» **Required action**:
An exact, word-for-word copy of the entries is required, beginning at the line that contains "of one binding." and ending at the last line, both included.

──────────

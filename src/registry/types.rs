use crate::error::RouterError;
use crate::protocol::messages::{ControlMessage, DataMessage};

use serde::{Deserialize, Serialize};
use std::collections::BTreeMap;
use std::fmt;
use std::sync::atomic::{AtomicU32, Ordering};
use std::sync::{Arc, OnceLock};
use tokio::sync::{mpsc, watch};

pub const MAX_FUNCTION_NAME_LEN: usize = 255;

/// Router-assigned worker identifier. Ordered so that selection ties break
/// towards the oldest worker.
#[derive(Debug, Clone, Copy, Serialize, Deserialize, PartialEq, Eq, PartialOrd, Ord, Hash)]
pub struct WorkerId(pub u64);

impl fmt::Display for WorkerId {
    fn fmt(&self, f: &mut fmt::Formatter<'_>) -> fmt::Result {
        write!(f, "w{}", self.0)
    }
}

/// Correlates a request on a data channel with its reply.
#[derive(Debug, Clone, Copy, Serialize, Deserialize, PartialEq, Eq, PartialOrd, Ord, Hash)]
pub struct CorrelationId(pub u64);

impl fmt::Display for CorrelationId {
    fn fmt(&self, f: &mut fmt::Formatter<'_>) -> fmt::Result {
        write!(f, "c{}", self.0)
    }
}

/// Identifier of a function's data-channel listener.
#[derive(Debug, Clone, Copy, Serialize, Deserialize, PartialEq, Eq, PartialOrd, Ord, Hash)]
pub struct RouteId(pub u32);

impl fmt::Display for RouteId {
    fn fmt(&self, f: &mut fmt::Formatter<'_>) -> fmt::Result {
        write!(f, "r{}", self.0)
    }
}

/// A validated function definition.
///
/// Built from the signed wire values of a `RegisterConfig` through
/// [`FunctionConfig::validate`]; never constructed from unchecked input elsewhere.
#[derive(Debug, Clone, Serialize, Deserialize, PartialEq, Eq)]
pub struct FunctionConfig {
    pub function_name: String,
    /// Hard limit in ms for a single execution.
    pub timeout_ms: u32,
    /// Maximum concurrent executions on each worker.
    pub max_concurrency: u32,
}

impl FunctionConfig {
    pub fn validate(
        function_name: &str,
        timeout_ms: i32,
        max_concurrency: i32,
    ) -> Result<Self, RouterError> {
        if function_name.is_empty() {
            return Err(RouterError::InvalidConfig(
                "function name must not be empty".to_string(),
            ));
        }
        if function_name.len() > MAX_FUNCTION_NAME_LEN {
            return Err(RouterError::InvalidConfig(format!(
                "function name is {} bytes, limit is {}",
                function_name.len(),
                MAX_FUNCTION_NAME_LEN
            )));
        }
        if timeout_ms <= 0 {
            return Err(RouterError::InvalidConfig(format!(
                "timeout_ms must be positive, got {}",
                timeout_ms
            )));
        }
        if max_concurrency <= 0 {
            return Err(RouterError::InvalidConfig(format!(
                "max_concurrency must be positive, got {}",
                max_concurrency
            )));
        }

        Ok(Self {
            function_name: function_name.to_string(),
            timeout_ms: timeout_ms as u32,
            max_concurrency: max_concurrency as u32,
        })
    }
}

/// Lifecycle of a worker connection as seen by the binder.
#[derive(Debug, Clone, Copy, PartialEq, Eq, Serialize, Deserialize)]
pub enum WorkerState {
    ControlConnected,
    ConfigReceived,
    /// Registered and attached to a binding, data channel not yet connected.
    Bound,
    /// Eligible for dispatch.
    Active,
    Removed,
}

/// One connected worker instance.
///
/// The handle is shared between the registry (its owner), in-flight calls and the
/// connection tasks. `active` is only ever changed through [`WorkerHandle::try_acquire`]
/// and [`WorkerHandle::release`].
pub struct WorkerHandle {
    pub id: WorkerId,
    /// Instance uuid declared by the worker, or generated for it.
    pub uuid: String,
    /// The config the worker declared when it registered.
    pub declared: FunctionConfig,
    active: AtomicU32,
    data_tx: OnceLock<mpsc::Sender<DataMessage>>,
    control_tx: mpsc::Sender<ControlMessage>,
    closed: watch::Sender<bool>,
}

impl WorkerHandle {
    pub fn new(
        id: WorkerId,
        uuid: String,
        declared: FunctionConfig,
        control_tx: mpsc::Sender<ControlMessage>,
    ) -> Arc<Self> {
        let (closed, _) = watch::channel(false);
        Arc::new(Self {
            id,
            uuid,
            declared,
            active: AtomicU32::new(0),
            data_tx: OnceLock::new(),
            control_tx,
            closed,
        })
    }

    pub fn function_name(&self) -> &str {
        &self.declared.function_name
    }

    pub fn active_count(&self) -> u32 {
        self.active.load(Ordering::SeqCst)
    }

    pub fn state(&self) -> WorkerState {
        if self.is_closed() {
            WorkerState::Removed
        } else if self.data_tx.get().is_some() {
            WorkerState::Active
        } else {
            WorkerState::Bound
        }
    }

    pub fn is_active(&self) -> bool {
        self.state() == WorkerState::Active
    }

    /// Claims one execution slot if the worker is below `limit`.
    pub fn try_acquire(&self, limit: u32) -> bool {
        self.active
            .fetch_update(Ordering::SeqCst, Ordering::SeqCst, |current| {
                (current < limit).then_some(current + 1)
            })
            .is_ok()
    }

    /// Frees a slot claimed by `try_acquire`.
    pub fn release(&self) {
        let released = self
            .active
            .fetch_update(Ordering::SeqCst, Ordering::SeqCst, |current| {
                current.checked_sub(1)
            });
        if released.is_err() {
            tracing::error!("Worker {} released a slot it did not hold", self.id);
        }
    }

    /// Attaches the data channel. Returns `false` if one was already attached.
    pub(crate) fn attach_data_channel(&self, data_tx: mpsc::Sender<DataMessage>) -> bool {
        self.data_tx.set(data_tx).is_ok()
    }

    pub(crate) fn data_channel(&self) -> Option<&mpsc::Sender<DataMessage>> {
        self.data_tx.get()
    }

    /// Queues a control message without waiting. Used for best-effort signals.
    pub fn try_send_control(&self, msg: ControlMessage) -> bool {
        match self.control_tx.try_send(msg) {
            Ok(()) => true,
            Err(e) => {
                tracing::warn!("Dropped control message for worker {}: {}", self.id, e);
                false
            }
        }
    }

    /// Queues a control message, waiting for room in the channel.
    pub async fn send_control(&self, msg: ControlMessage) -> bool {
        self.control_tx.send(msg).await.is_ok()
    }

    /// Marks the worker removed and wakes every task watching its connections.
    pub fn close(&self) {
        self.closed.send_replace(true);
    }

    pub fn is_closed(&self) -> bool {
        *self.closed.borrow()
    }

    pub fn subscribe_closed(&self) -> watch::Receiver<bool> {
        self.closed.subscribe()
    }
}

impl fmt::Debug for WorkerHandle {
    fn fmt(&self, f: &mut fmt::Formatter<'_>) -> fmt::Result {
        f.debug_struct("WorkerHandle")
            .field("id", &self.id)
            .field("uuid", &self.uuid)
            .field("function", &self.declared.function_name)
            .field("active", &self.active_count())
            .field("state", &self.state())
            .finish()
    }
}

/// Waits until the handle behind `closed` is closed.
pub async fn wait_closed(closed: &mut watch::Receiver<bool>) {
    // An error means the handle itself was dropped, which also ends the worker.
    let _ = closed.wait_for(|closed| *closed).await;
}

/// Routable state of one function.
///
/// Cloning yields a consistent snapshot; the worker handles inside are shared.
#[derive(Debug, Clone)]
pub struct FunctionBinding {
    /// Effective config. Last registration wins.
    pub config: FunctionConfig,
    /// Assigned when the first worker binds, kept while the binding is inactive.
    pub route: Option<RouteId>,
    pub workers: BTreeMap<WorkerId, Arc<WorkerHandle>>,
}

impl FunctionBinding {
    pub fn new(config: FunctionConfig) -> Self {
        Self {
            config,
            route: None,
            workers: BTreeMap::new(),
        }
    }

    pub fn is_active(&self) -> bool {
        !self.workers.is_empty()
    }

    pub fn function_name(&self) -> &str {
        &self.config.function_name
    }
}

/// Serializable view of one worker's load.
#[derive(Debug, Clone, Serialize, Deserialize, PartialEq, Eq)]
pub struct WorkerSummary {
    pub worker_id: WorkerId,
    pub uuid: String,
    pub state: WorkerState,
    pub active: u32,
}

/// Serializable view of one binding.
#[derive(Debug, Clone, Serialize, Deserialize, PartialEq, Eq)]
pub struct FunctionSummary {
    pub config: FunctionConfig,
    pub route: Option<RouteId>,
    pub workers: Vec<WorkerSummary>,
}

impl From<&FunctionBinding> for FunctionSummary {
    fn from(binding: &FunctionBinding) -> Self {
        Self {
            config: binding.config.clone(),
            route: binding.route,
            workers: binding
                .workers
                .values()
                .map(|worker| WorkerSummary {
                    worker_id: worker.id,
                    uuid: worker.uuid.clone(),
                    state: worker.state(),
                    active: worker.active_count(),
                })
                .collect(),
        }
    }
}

──────────

» **Answer for the task**:
/// Serializable view of one binding.
#[derive(Debug, Clone, Serialize, Deserialize, PartialEq, Eq)]
pub struct FunctionSummary {
    pub config: FunctionConfig,
    pub route: Option<RouteId>,
    pub workers: Vec<WorkerSummary>,
}

impl From<&FunctionBinding> for FunctionSummary {
    fn from(binding: &FunctionBinding) -> Self {
        Self {
            config: binding.config.clone(),
            route: binding.route,
            workers: binding
                .workers
                .values()
                .map(|worker| WorkerSummary {
                    worker_id: worker.id,
                    uuid: worker.uuid.clone(),
                    state: worker.state(),
                    active: worker.active_count(),
                })
                .collect(),
        }
    }
}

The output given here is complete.